§ **What to produce**
A verbatim copy of the lines from the one with "pub fn file(&self)" through the final line below is required; print it and nothing else.

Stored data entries
▬▬▬▬▬▬▬▬▬▬

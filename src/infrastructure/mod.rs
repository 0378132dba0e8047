//! Infrastructure layer: injected collaborators and I/O boundaries
//!
//! This layer implements I/O boundary traits and wires up commands and units.

pub mod di;
pub mod error;
pub mod logging;
pub mod traits;

pub use di::{CommandRef, Registry, Tag};
pub use error::{LoggingError, RegistryError};
pub use traits::{LogLevels, Subsystem};
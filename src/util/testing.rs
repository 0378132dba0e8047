use std::env;
use std::sync::Once;

use tracing::{debug, info};
use tracing_subscriber::{fmt, prelude::*, EnvFilter};

static TEST_SETUP: Once = Once::new();

/// Directives used when `RUST_LOG` is not set.
const TEST_DIRECTIVES: &str = "warn,launchkit=trace";

pub fn init_test_setup() {
    TEST_SETUP.call_once(|| {
        // global logging subscriber, used by all tracing log macros
        setup_test_logging();
        info!("Test Setup complete");
    });
}

fn setup_test_logging() {
    let env_filter = env::var("RUST_LOG")
        .ok()
        .and_then(|spec| EnvFilter::try_new(spec).ok())
        .unwrap_or_else(|| EnvFilter::new(TEST_DIRECTIVES));

    let subscriber = tracing_subscriber::registry().with(
        fmt::layer()
            .with_test_writer()
            .with_target(true)
            .with_thread_names(false)
            .with_filter(env_filter),
    );

    // Only set if we haven't already set a global subscriber
    if tracing::dispatcher::has_been_set() {
        debug!("Tracing subscriber already set");
    } else {
        subscriber.try_init().unwrap_or_else(|e| {
            eprintln!("Error: Failed to set up logging: {}", e);
        });
    }
}

/// Owned argument vector from string literals.
pub fn args(tokens: &[&str]) -> Vec<String> {
    tokens.iter().map(|token| token.to_string()).collect()
}

#[cfg(test)]
mod tests {
    use super::*;

    #[test]
    fn test_init_test_setup() {
        init_test_setup();
        init_test_setup();
    }

    #[test]
    fn given_literals_when_building_args_then_owned_in_order() {
        assert_eq!(args(&["--help", "x"]), vec!["--help".to_string(), "x".to_string()]);
    }
}
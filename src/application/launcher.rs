//! Launcher: command-line scan, main unit run and exit code
//!
//! The scan is a single left-to-right pass. Each token is resolved to a
//! command (or the default handler), the command consumes what it needs and
//! the first terminal outcome stops the scan. Only a scan that runs out of
//! tokens lets the main unit run.

use std::any::Any;
use std::panic::{self, AssertUnwindSafe};

use tracing::{debug, error, info, instrument, trace, warn};

use crate::application::command::{ArgCursor, CommandResult, Flow, TokenKind};
use crate::application::error::CommandError;
use crate::cli::output;
use crate::domain::{AbsorbError, UnitError};
use crate::exitcode;
use crate::infrastructure::di::{CommandRef, Registry};

/// Name of the command pointed to after a parse failure.
const HELP: &str = "help";

/// Terminal state of a command-line scan.
#[derive(Debug, Clone, Copy, PartialEq, Eq)]
pub enum ScanOutcome {
    /// Every token was processed; the main unit may run.
    Completed,
    /// Malformed command line, unknown token or a failing command.
    ParseFailure,
    /// A command asked to exit without running the main unit.
    RunSkipped,
    /// A unit error could not be recorded by its unit.
    InternalError,
    /// A unit error was recorded in the unit's status.
    UnitFailure,
}

impl ScanOutcome {
    /// Fixed exit code of outcomes that bypass unit status entirely.
    pub fn reserved_code(self) -> Option<i32> {
        match self {
            ScanOutcome::ParseFailure => Some(exitcode::PARSE_FAILURE),
            ScanOutcome::RunSkipped => Some(exitcode::RUN_SKIPPED),
            ScanOutcome::InternalError => Some(exitcode::INTERNAL_ERROR),
            ScanOutcome::Completed | ScanOutcome::UnitFailure => None,
        }
    }
}

/// Drives a registry through scan, run and status computation.
pub struct Launcher {
    registry: Registry,
    outcome: Option<ScanOutcome>,
    /// Exit status; `OK` means "not decided yet, ask the main unit".
    status: i32,
    ran: bool,
}

impl Launcher {
    pub fn new(registry: Registry) -> Self {
        Self {
            registry,
            outcome: None,
            status: exitcode::OK,
            ran: false,
        }
    }

    pub fn registry(&self) -> &Registry {
        &self.registry
    }

    /// Outcome of the last [`Launcher::parse_arguments`] call.
    pub fn outcome(&self) -> Option<ScanOutcome> {
        self.outcome
    }

    /// Process the whole command line and run the main unit if it was clean.
    /// Returns the process exit code.
    pub fn launch(mut self, args: &[String]) -> i32 {
        self.parse_arguments(args);
        let status = self.status_code();
        if status != exitcode::OK {
            return status;
        }
        self.run();
        self.status_code()
    }

    /// Scan `args` and record the outcome and its fixed exit code, if any.
    pub fn parse_arguments(&mut self, args: &[String]) -> ScanOutcome {
        let outcome = self.scan(args);
        self.outcome = Some(outcome);
        self.status = outcome.reserved_code().unwrap_or(exitcode::OK);
        outcome
    }

    /// Scan `args` against the registry without touching launcher state.
    #[instrument(level = "debug", skip(self))]
    pub fn scan(&self, args: &[String]) -> ScanOutcome {
        let mut cursor = ArgCursor::new(args);
        while let Some(token) = cursor.next() {
            let bound = TokenKind::classify(token).and_then(|(kind, name)| {
                let found = self.registry.resolve(kind, name);
                if found.is_none() {
                    trace!(token, "no handler registered for token");
                }
                found
            });

            let (command, by_default) = match bound {
                Some(command) => (command, false),
                None => {
                    cursor.back();
                    match self.registry.default_handler() {
                        Some(handler) => (handler, true),
                        None => {
                            output::error(&format!("unknown command line argument: {token}"));
                            self.usage_hint();
                            error!(token, "unknown command line argument");
                            return ScanOutcome::ParseFailure;
                        }
                    }
                }
            };

            let start = cursor.position();
            match invoke(&command, &mut cursor, &self.registry) {
                Ok(Ok(Flow::Continue)) => {
                    if by_default && cursor.position() == start {
                        output::error(&format!("command line argument not consumed: {token}"));
                        error!(token, "default handler did not consume the argument");
                        return ScanOutcome::ParseFailure;
                    }
                }
                Ok(Ok(Flow::SkipRun)) => {
                    trace!(token, "handler requested to skip the application run");
                    return ScanOutcome::RunSkipped;
                }
                Ok(Err(CommandError::Unit(err))) => return absorb(token, err),
                Ok(Err(err)) => {
                    output::error(&format!("invalid command line argument(s) near {token}: {err}"));
                    self.usage_hint();
                    error!(token, error = ?err, "invalid command line argument");
                    return ScanOutcome::ParseFailure;
                }
                Err(panic) => {
                    let reason = panic_message(panic.as_ref());
                    output::error(&format!("invalid command line argument(s) near {token}: {reason}"));
                    error!(token, reason = %reason, "command handler panicked");
                    return ScanOutcome::ParseFailure;
                }
            }
        }
        debug!("command line processed");
        ScanOutcome::Completed
    }

    /// Point at `--help` when one is registered.
    fn usage_hint(&self) {
        if self.registry.resolve(TokenKind::Command, HELP).is_some() {
            output::hint(&format!("run with {}{HELP} for usage", TokenKind::Command.prefix()));
        }
    }

    /// Run the main unit. Refused after an unclean scan or a previous run.
    pub fn run(&mut self) {
        if self.ran {
            warn!("main unit already ran, ignoring repeated run");
            return;
        }
        if !matches!(self.outcome, None | Some(ScanOutcome::Completed)) || self.status != exitcode::OK {
            warn!(outcome = ?self.outcome, "command line was not processed cleanly, main unit not run");
            return;
        }
        self.ran = true;

        let Some(unit) = self.registry.main_unit() else {
            output::error("no main unit registered");
            error!("no main unit registered");
            self.status = exitcode::INTERNAL_ERROR;
            return;
        };

        let name = unit.borrow().name();
        info!(unit = %name, "running main unit");
        match panic::catch_unwind(AssertUnwindSafe(|| unit.borrow_mut().run())) {
            Ok(Ok(())) => debug!(unit = %name, "main unit finished"),
            Ok(Err(err)) => {
                output::error(&format!("{name}: {err}"));
                error!(unit = %name, error = ?err, "unhandled error");
                self.status = exitcode::INTERNAL_ERROR;
            }
            Err(panic) => {
                let reason = panic_message(panic.as_ref());
                output::error(&format!("{name}: {reason}"));
                error!(unit = %name, reason = %reason, "main unit panicked");
                self.status = exitcode::INTERNAL_ERROR;
            }
        }
    }

    /// Final exit code.
    ///
    /// A fixed code recorded during scan or run wins; otherwise the main
    /// unit's status code is shifted past the reserved range.
    pub fn status_code(&mut self) -> i32 {
        if self.status != exitcode::OK {
            return self.status;
        }
        let Some(unit) = self.registry.main_unit() else {
            output::error("no main unit registered");
            error!("no main unit registered");
            self.status = exitcode::INTERNAL_ERROR;
            return self.status;
        };

        let code = match unit.try_borrow() {
            Ok(unit) => unit.status_code(),
            Err(_) => {
                error!("main unit is in use, cannot obtain its status");
                self.status = exitcode::INTERNAL_ERROR;
                return self.status;
            }
        };
        self.status = exitcode::from_unit_status(code);
        if self.status == exitcode::INTERNAL_ERROR && code != 0 {
            error!(code, "main unit returned a status code out of range");
        }

        if self.status == exitcode::OK && self.outcome == Some(ScanOutcome::UnitFailure) {
            warn!("a unit error was recorded but the main unit reports success");
            self.status = exitcode::INTERNAL_ERROR;
        }
        self.status
    }
}

fn invoke(
    command: &CommandRef,
    cursor: &mut ArgCursor<'_>,
    registry: &Registry,
) -> Result<CommandResult, Box<dyn Any + Send>> {
    panic::catch_unwind(AssertUnwindSafe(|| command.process(cursor, registry)))
}

/// Let the owning unit record `err`; failing that, it is an internal error.
fn absorb(token: &str, err: UnitError) -> ScanOutcome {
    output::error(&format!("error processing command line argument {token}: {err}"));
    error!(token, unit = %err.unit_name(), error = ?err, "unit error while processing command line");

    let unit = err.unit().clone();
    let absorbed = match unit.try_borrow_mut() {
        Ok(mut unit) => unit.absorb(&err),
        Err(_) => Err(AbsorbError::Busy {
            unit: err.unit_name(),
        }),
    };
    match absorbed {
        Ok(()) => ScanOutcome::UnitFailure,
        Err(absorb_err) => {
            warn!(error = %absorb_err, "could not obtain status code");
            ScanOutcome::InternalError
        }
    }
}

fn panic_message(payload: &(dyn Any + Send)) -> String {
    payload
        .downcast_ref::<&str>()
        .map(|s| s.to_string())
        .or_else(|| payload.downcast_ref::<String>().cloned())
        .unwrap_or_else(|| "unknown panic".to_string())
}

#[cfg(test)]
mod tests {
    use super::*;

    #[test]
    fn given_outcomes_when_mapping_then_fixed_codes_bypass_unit_status() {
        assert_eq!(ScanOutcome::ParseFailure.reserved_code(), Some(2));
        assert_eq!(ScanOutcome::RunSkipped.reserved_code(), Some(3));
        assert_eq!(ScanOutcome::InternalError.reserved_code(), Some(1));
        assert_eq!(ScanOutcome::Completed.reserved_code(), None);
        assert_eq!(ScanOutcome::UnitFailure.reserved_code(), None);
    }

    #[test]
    fn given_string_payloads_when_extracting_then_message_recovered() {
        let static_payload: Box<dyn Any + Send> = Box::new("boom");
        let owned_payload: Box<dyn Any + Send> = Box::new(String::from("bang"));
        let other_payload: Box<dyn Any + Send> = Box::new(42_u8);
        assert_eq!(panic_message(static_payload.as_ref()), "boom");
        assert_eq!(panic_message(owned_payload.as_ref()), "bang");
        assert_eq!(panic_message(other_payload.as_ref()), "unknown panic");
    }

    #[test]
    fn given_empty_registry_when_launching_then_internal_error() {
        let registry = Registry::builder().build().unwrap();
        assert_eq!(Launcher::new(registry).launch(&[]), exitcode::INTERNAL_ERROR);
    }
}
//! Terminal output for launcher diagnostics and built-in commands
//!
//! Diagnostics go to stderr, usage and listings to stdout. Colors follow
//! NO_COLOR, CLICOLOR and CLICOLOR_FORCE.

use colored::Colorize;

/// One-line diagnostic with a red `error:` prefix.
pub fn error(msg: &(impl std::fmt::Display + ?Sized)) {
    eprintln!("{}: {}", "error".red().bold(), msg);
}

pub fn warning(msg: &(impl std::fmt::Display + ?Sized)) {
    eprintln!("{}: {}", "warning".yellow(), msg);
}

/// Follow-up to an error, e.g. where to find usage.
pub fn hint(msg: &(impl std::fmt::Display + ?Sized)) {
    eprintln!("{}", msg.to_string().dimmed());
}

/// Synopsis line of usage output.
pub fn header(msg: &(impl std::fmt::Display + ?Sized)) {
    println!("{}", msg.to_string().cyan().bold());
}

pub fn info(msg: &(impl std::fmt::Display + ?Sized)) {
    println!("{}", msg);
}
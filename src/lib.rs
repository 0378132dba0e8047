//! Minimal command-line application launcher.
//!
//! A [`Registry`](infrastructure::di::Registry) maps command-line tokens to
//! [`Command`](application::Command)s and holds the main
//! [`Unit`](domain::Unit). The [`Launcher`](application::Launcher) scans the
//! argument vector, dispatches each token, runs the main unit when the command
//! line was clean and folds the unit tree's status into one exit code.

pub mod application;
pub mod cli;
pub mod config;
pub mod domain;
pub mod exitcode;
pub mod infrastructure;
pub mod util;

pub use application::{Launcher, ScanOutcome};
pub use domain::{LocalStatus, StatusWidth, Unit, UnitRef};
pub use infrastructure::di::{Registry, Tag};
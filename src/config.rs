//! Configuration management with layered loading
//!
//! Precedence (lowest to highest):
//! 1. Global config: `$XDG_CONFIG_HOME/<app>/<app>.toml`
//! 2. Explicit config file, usually chosen with `--config`
//! 3. Environment variables: `<APP>_*` prefix, `__` separating nested keys

use std::path::{Path, PathBuf};

use config::{Config, ConfigError, Environment, File};
use directories::ProjectDirs;
use serde::de::DeserializeOwned;
use thiserror::Error;
use tracing::debug;

use crate::domain::Unit;

#[derive(Error, Debug)]
pub enum SettingsError {
    #[error("cannot load settings for {app}: {source}")]
    Load {
        app: String,
        #[source]
        source: ConfigError,
    },

    #[error("invalid settings for {app}: {source}")]
    Shape {
        app: String,
        #[source]
        source: ConfigError,
    },

    #[error("invalid setting '{key}': {source}")]
    Invalid {
        key: String,
        #[source]
        source: ConfigError,
    },
}

/// A unit that accepts a configuration file chosen on the command line.
pub trait ConfigurableUnit: Unit {
    fn set_config_file(&mut self, path: PathBuf);

    fn config_file(&self) -> Option<&Path>;

    /// Load settings for `app`, including the configured file if any.
    fn load_settings(&self, app: &str) -> Result<Settings, SettingsError> {
        Settings::load(app, self.config_file())
    }
}

/// Merged view of all configuration layers.
#[derive(Debug, Clone)]
pub struct Settings {
    app: String,
    file: Option<PathBuf>,
    config: Config,
}

/// Path of the global config file for `app`.
pub fn global_config_path(app: &str) -> Option<PathBuf> {
    ProjectDirs::from("", "", app).map(|dirs| dirs.config_dir().join(format!("{app}.toml")))
}

/// Environment variable prefix for `app`: `my-tool` → `MY_TOOL`.
pub fn env_prefix(app: &str) -> String {
    app.to_uppercase().replace('-', "_")
}

impl Settings {
    /// Load settings with layered precedence.
    ///
    /// The global file is optional; an explicit `file` must exist.
    pub fn load(app: &str, file: Option<&Path>) -> Result<Self, SettingsError> {
        let mut builder = Config::builder();

        if let Some(global_path) = global_config_path(app) {
            builder = builder.add_source(File::from(global_path).required(false));
        }
        if let Some(path) = file {
            builder = builder.add_source(File::from(path).required(true));
        }
        builder = builder.add_source(
            Environment::with_prefix(&env_prefix(app))
                .prefix_separator("_")
                .separator("__"),
        );

        let config = builder.build().map_err(|source| SettingsError::Load {
            app: app.to_string(),
            source,
        })?;
        debug!(app, file = ?file, "settings loaded");

        Ok(Self {
            app: app.to_string(),
            file: file.map(Path::to_path_buf),
            config,
        })
    }

    pub fn app(&self) -> &str {
        &self.app
    }

    /// The explicit config file, if one was given.
    pub fn file(&self) -> Option<&Path> {
        self.file.as_deref()
    }

    /// Value at `key` (dotted path), `None` when no layer sets it.
    pub fn get<T: DeserializeOwned>(&self, key: &str) -> Result<Option<T>, SettingsError> {
        match self.config.get::<T>(key) {
            Ok(value) => Ok(Some(value)),
            Err(ConfigError::NotFound(_)) => Ok(None),
            Err(source) => Err(SettingsError::Invalid {
                key: key.to_string(),
                source,
            }),
        }
    }

    pub fn get_or<T: DeserializeOwned>(&self, key: &str, default: T) -> Result<T, SettingsError> {
        Ok(self.get(key)?.unwrap_or(default))
    }

    /// Deserialize the merged layers into a settings struct.
    pub fn extract<T: DeserializeOwned>(&self) -> Result<T, SettingsError> {
        self.config
            .clone()
            .try_deserialize()
            .map_err(|source| SettingsError::Shape {
                app: self.app.clone(),
                source,
            })
    }
}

▬▬▬▬▬▬▬▬▬▬

§ **Your response**
    pub fn file(&self) -> Option<&Path> {
        self.file.as_deref()
    }

    /// Value at `key` (dotted path), `None` when no layer sets it.
    pub fn get<T: DeserializeOwned>(&self, key: &str) -> Result<Option<T>, SettingsError> {
        match self.config.get::<T>(key) {
            Ok(value) => Ok(Some(value)),
            Err(ConfigError::NotFound(_)) => Ok(None),
            Err(source) => Err(SettingsError::Invalid {
                key: key.to_string(),
                source,
            }),
        }
    }

    pub fn get_or<T: DeserializeOwned>(&self, key: &str, default: T) -> Result<T, SettingsError> {
        Ok(self.get(key)?.unwrap_or(default))
    }

    /// Deserialize the merged layers into a settings struct.
    pub fn extract<T: DeserializeOwned>(&self) -> Result<T, SettingsError> {
        self.config
            .clone()
            .try_deserialize()
            .map_err(|source| SettingsError::Shape {
                app: self.app.clone(),
                source,
            })
    }
}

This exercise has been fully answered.